Exercise data:
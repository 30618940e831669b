use std::sync::Arc;
use std::time::Duration;

use ha_config::HaConfig;
use ha_store::WorkItemStore;
use tracing::info;

fn now_secs() -> u64 {
    std::time::SystemTime::now()
        .duration_since(std::time::UNIX_EPOCH)
        .map(|d| d.as_secs())
        .unwrap_or(0)
}

/// Periodically purges terminal work items older than `time_between_failures`.
/// Never touches non-terminal items — the store's `cleanup` contract already
/// enforces that, this task just supplies the cadence and the cutoff.
pub struct CleanupTask {
    store: Arc<dyn WorkItemStore>,
    config: Arc<HaConfig>,
}

impl CleanupTask {
    pub fn new(store: Arc<dyn WorkItemStore>, config: Arc<HaConfig>) -> Self {
        Self { store, config }
    }

    /// Run one cleanup pass immediately, returning the number of items purged.
    pub async fn run_once(&self) -> Result<usize, ha_store::StoreError> {
        let older_than = now_secs().saturating_sub(self.config.time_between_failures);
        let purged = self.store.cleanup(older_than).await?;
        info!(purged, older_than, "cleanup pass complete");
        Ok(purged)
    }

    /// Spawn the periodic task; runs until the returned handle is aborted.
    pub fn spawn(self: Arc<Self>) -> tokio::task::JoinHandle<()> {
        let period = Duration::from_secs(self.config.time_between_cleanup.max(1));
        tokio::spawn(async move {
            let mut ticker = tokio::time::interval(period);
            ticker.tick().await; // first tick fires immediately; skip it
            loop {
                ticker.tick().await;
                if let Err(e) = self.run_once().await {
                    tracing::error!(error = %e, "cleanup pass failed");
                }
            }
        })
    }
}

#[cfg(test)]
mod tests {
    use super::*;
    use ha_domain::{HostId, InstanceType, ReasonType, Step, VmId, VmState, WorkItem, WorkType};
    use ha_store::InMemoryWorkItemStore;

    #[tokio::test]
    async fn run_once_purges_only_old_terminal_items() {
        let store = Arc::new(InMemoryWorkItemStore::new());
        let mut config = HaConfig::default();
        config.time_between_failures = 100;
        let task = CleanupTask::new(store.clone(), Arc::new(config));

        let mut old_done = store
            .persist(WorkItem::new(
                VmId::new("vm-1"),
                InstanceType::User,
                WorkType::Ha,
                Some(HostId::new("host-1")),
                VmState::Running,
                1,
                ReasonType::HostDown,
                0,
            ))
            .await
            .unwrap();
        old_done.step = Step::Done;
        old_done.completed_at = Some(0);
        store.update(&old_done).await.unwrap();

        store
            .persist(WorkItem::new(
                VmId::new("vm-2"),
                InstanceType::User,
                WorkType::Ha,
                Some(HostId::new("host-1")),
                VmState::Running,
                1,
                ReasonType::HostDown,
                0,
            ))
            .await
            .unwrap();

        let purged = task.run_once().await.unwrap();
        assert_eq!(purged, 1);
    }
}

About this task: From the first line to the last, retype the material exactly.

Exercise answer:
repository 30618940e831669b
use std::sync::Arc;
use std::time::Duration;

use ha_config::HaConfig;
use ha_store::WorkItemStore;
use tracing::info;

fn now_secs() -> u64 {
    std::time::SystemTime::now()
        .duration_since(std::time::UNIX_EPOCH)
        .map(|d| d.as_secs())
        .unwrap_or(0)
}

/// Periodically purges terminal work items older than `time_between_failures`.
/// Never touches non-terminal items — the store's `cleanup` contract already
/// enforces that, this task just supplies the cadence and the cutoff.
pub struct CleanupTask {
    store: Arc<dyn WorkItemStore>,
    config: Arc<HaConfig>,
}

impl CleanupTask {
    pub fn new(store: Arc<dyn WorkItemStore>, config: Arc<HaConfig>) -> Self {
        Self { store, config }
    }

    /// Run one cleanup pass immediately, returning the number of items purged.
    pub async fn run_once(&self) -> Result<usize, ha_store::StoreError> {
        let older_than = now_secs().saturating_sub(self.config.time_between_failures);
        let purged = self.store.cleanup(older_than).await?;
        info!(purged, older_than, "cleanup pass complete");
        Ok(purged)
    }

    /// Spawn the periodic task; runs until the returned handle is aborted.
    pub fn spawn(self: Arc<Self>) -> tokio::task::JoinHandle<()> {
        let period = Duration::from_secs(self.config.time_between_cleanup.max(1));
        tokio::spawn(async move {
            let mut ticker = tokio::time::interval(period);
            ticker.tick().await; // first tick fires immediately; skip it
            loop {
                ticker.tick().await;
                if let Err(e) = self.run_once().await {
                    tracing::error!(error = %e, "cleanup pass failed");
                }
            }
        })
    }
}

#[cfg(test)]
mod tests {
    use super::*;
    use ha_domain::{HostId, InstanceType, ReasonType, Step, VmId, VmState, WorkItem, WorkType};
    use ha_store::InMemoryWorkItemStore;

    #[tokio::test]
    async fn run_once_purges_only_old_terminal_items() {
        let store = Arc::new(InMemoryWorkItemStore::new());
        let mut config = HaConfig::default();
        config.time_between_failures = 100;
        let task = CleanupTask::new(store.clone(), Arc::new(config));

        let mut old_done = store
            .persist(WorkItem::new(
                VmId::new("vm-1"),
                InstanceType::User,
                WorkType::Ha,
                Some(HostId::new("host-1")),
                VmState::Running,
                1,
                ReasonType::HostDown,
                0,
            ))
            .await
            .unwrap();
        old_done.step = Step::Done;
        old_done.completed_at = Some(0);
        store.update(&old_done).await.unwrap();

        store
            .persist(WorkItem::new(
                VmId::new("vm-2"),
                InstanceType::User,
                WorkType::Ha,
                Some(HostId::new("host-1")),
                VmState::Running,
                1,
                ReasonType::HostDown,
                0,
            ))
            .await
            .unwrap();

        let purged = task.run_once().await.unwrap();
        assert_eq!(purged, 1);
    }
}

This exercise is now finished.